TASK TO COMPLETE ->
Exact copies of all the lines below are required.

Saved entries:
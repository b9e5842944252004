//! PIN gating and token issuance.
//!
//! `/register` is the only PIN enforcement point. Tokens are deterministic
//! hashes of `matrix_id + hub_secret + issued_at`, held in hub memory only —
//! losing the hub's memory just forces clients to re-register. A reconnect
//! grace window keeps the previous token valid for 30 s after reissue; only
//! tokens older than the window are purged.

use std::time::Duration;

use chrono::{DateTime, Utc};
use dashmap::DashMap;
use rand::distributions::Alphanumeric;
use rand::Rng;
use sha2::{Digest, Sha256};
use subtle::ConstantTimeEq;

use mx_core::config::PinSetting;

/// Reconnect grace window during which a superseded token stays valid.
pub const TOKEN_GRACE: Duration = Duration::from_secs(30);

// ---------------------------------------------------------------------------
// PIN
// ---------------------------------------------------------------------------

/// Resolved PIN policy.
#[derive(Debug, Clone)]
pub enum PinMode {
    Required(String),
    Disabled,
}

impl PinMode {
    /// Resolve the configured setting; a random PIN is minted (and must be
    /// logged by the caller) when none is configured.
    pub fn resolve(setting: &PinSetting) -> Self {
        match setting {
            PinSetting::Disabled => PinMode::Disabled,
            PinSetting::Configured(pin) => PinMode::Required(pin.clone()),
            PinSetting::Random => {
                let pin: String = rand::thread_rng()
                    .sample_iter(&Alphanumeric)
                    .take(6)
                    .map(char::from)
                    .collect();
                PinMode::Required(pin)
            }
        }
    }

    /// Constant-time PIN check.
    pub fn verify(&self, provided: Option<&str>) -> bool {
        match self {
            PinMode::Disabled => true,
            PinMode::Required(expected) => match provided {
                Some(p) => bool::from(p.as_bytes().ct_eq(expected.as_bytes())),
                None => false,
            },
        }
    }

    /// The PIN to log at startup, if one is enforced.
    pub fn display(&self) -> Option<&str> {
        match self {
            PinMode::Required(pin) => Some(pin),
            PinMode::Disabled => None,
        }
    }
}

// ---------------------------------------------------------------------------
// TokenBook
// ---------------------------------------------------------------------------

#[derive(Debug, Clone)]
struct TokenEntry {
    matrix_id: String,
    issued_at: DateTime<Utc>,
    expires_at: DateTime<Utc>,
}

/// In-memory token registry.
pub struct TokenBook {
    secret: String,
    expiry: chrono::Duration,
    tokens: DashMap<String, TokenEntry>,
}

impl TokenBook {
    pub fn new(secret: impl Into<String>, expiry_hours: u64) -> Self {
        Self {
            secret: secret.into(),
            expiry: chrono::Duration::hours(expiry_hours as i64),
            tokens: DashMap::new(),
        }
    }

    /// Issue a token for a matrix. Older tokens for the same matrix are
    /// purged only once they fall out of the grace window, so a racing
    /// reconnect with the previous token still authenticates.
    pub fn issue(&self, matrix_id: &str) -> String {
        let now = Utc::now();
        let token = self.derive(matrix_id, now);

        let grace = chrono::Duration::from_std(TOKEN_GRACE).expect("grace fits");
        self.tokens.retain(|_, entry| {
            entry.matrix_id != matrix_id || now - entry.issued_at <= grace
        });

        self.tokens.insert(
            token.clone(),
            TokenEntry {
                matrix_id: matrix_id.to_string(),
                issued_at: now,
                expires_at: now + self.expiry,
            },
        );
        token
    }

    /// Validate a token; returns the matrix id while unexpired.
    pub fn validate(&self, token: &str) -> Option<String> {
        let entry = self.tokens.get(token)?;
        if Utc::now() > entry.expires_at {
            drop(entry);
            self.tokens.remove(token);
            return None;
        }
        Some(entry.matrix_id.clone())
    }

    /// Drop expired tokens (called from the heartbeat tick).
    pub fn sweep_expired(&self) {
        let now = Utc::now();
        self.tokens.retain(|_, entry| now <= entry.expires_at);
    }

    pub fn len(&self) -> usize {
        self.tokens.len()
    }

    pub fn is_empty(&self) -> bool {
        self.tokens.is_empty()
    }

    fn derive(&self, matrix_id: &str, issued_at: DateTime<Utc>) -> String {
        let mut hasher = Sha256::new();
        hasher.update(matrix_id.as_bytes());
        hasher.update(self.secret.as_bytes());
        hasher.update(issued_at.timestamp_nanos_opt().unwrap_or_default().to_le_bytes());
        let digest = hasher.finalize();
        digest.iter().map(|b| format!("{b:02x}")).collect()
    }
}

ANSWER FOR THE TASK ->
repository b9e5842944252004
//! PIN gating and token issuance.
//!
//! `/register` is the only PIN enforcement point. Tokens are deterministic
//! hashes of `matrix_id + hub_secret + issued_at`, held in hub memory only —
//! losing the hub's memory just forces clients to re-register. A reconnect
//! grace window keeps the previous token valid for 30 s after reissue; only
//! tokens older than the window are purged.

use std::time::Duration;

use chrono::{DateTime, Utc};
use dashmap::DashMap;
use rand::distributions::Alphanumeric;
use rand::Rng;
use sha2::{Digest, Sha256};
use subtle::ConstantTimeEq;

use mx_core::config::PinSetting;

/// Reconnect grace window during which a superseded token stays valid.
pub const TOKEN_GRACE: Duration = Duration::from_secs(30);

// ---------------------------------------------------------------------------
// PIN
// ---------------------------------------------------------------------------

/// Resolved PIN policy.
#[derive(Debug, Clone)]
pub enum PinMode {
    Required(String),
    Disabled,
}

impl PinMode {
    /// Resolve the configured setting; a random PIN is minted (and must be
    /// logged by the caller) when none is configured.
    pub fn resolve(setting: &PinSetting) -> Self {
        match setting {
            PinSetting::Disabled => PinMode::Disabled,
            PinSetting::Configured(pin) => PinMode::Required(pin.clone()),
            PinSetting::Random => {
                let pin: String = rand::thread_rng()
                    .sample_iter(&Alphanumeric)
                    .take(6)
                    .map(char::from)
                    .collect();
                PinMode::Required(pin)
            }
        }
    }

    /// Constant-time PIN check.
    pub fn verify(&self, provided: Option<&str>) -> bool {
        match self {
            PinMode::Disabled => true,
            PinMode::Required(expected) => match provided {
                Some(p) => bool::from(p.as_bytes().ct_eq(expected.as_bytes())),
                None => false,
            },
        }
    }

    /// The PIN to log at startup, if one is enforced.
    pub fn display(&self) -> Option<&str> {
        match self {
            PinMode::Required(pin) => Some(pin),
            PinMode::Disabled => None,
        }
    }
}

// ---------------------------------------------------------------------------
// TokenBook
// ---------------------------------------------------------------------------

#[derive(Debug, Clone)]
struct TokenEntry {
    matrix_id: String,
    issued_at: DateTime<Utc>,
    expires_at: DateTime<Utc>,
}

/// In-memory token registry.
pub struct TokenBook {
    secret: String,
    expiry: chrono::Duration,
    tokens: DashMap<String, TokenEntry>,
}

impl TokenBook {
    pub fn new(secret: impl Into<String>, expiry_hours: u64) -> Self {
        Self {
            secret: secret.into(),
            expiry: chrono::Duration::hours(expiry_hours as i64),
            tokens: DashMap::new(),
        }
    }

    /// Issue a token for a matrix. Older tokens for the same matrix are
    /// purged only once they fall out of the grace window, so a racing
    /// reconnect with the previous token still authenticates.
    pub fn issue(&self, matrix_id: &str) -> String {
        let now = Utc::now();
        let token = self.derive(matrix_id, now);

        let grace = chrono::Duration::from_std(TOKEN_GRACE).expect("grace fits");
        self.tokens.retain(|_, entry| {
            entry.matrix_id != matrix_id || now - entry.issued_at <= grace
        });

        self.tokens.insert(
            token.clone(),
            TokenEntry {
                matrix_id: matrix_id.to_string(),
                issued_at: now,
                expires_at: now + self.expiry,
            },
        );
        token
    }

    /// Validate a token; returns the matrix id while unexpired.
    pub fn validate(&self, token: &str) -> Option<String> {
        let entry = self.tokens.get(token)?;
        if Utc::now() > entry.expires_at {
            drop(entry);
            self.tokens.remove(token);
            return None;
        }
        Some(entry.matrix_id.clone())
    }

    /// Drop expired tokens (called from the heartbeat tick).
    pub fn sweep_expired(&self) {
        let now = Utc::now();
        self.tokens.retain(|_, entry| now <= entry.expires_at);
    }

    pub fn len(&self) -> usize {
        self.tokens.len()
    }

    pub fn is_empty(&self) -> bool {
        self.tokens.is_empty()
    }

    fn derive(&self, matrix_id: &str, issued_at: DateTime<Utc>) -> String {
        let mut hasher = Sha256::new();
        hasher.update(matrix_id.as_bytes());
        hasher.update(self.secret.as_bytes());
        hasher.update(issued_at.timestamp_nanos_opt().unwrap_or_default().to_le_bytes());
        let digest = hasher.finalize();
        digest.iter().map(|b| format!("{b:02x}")).collect()
    }
}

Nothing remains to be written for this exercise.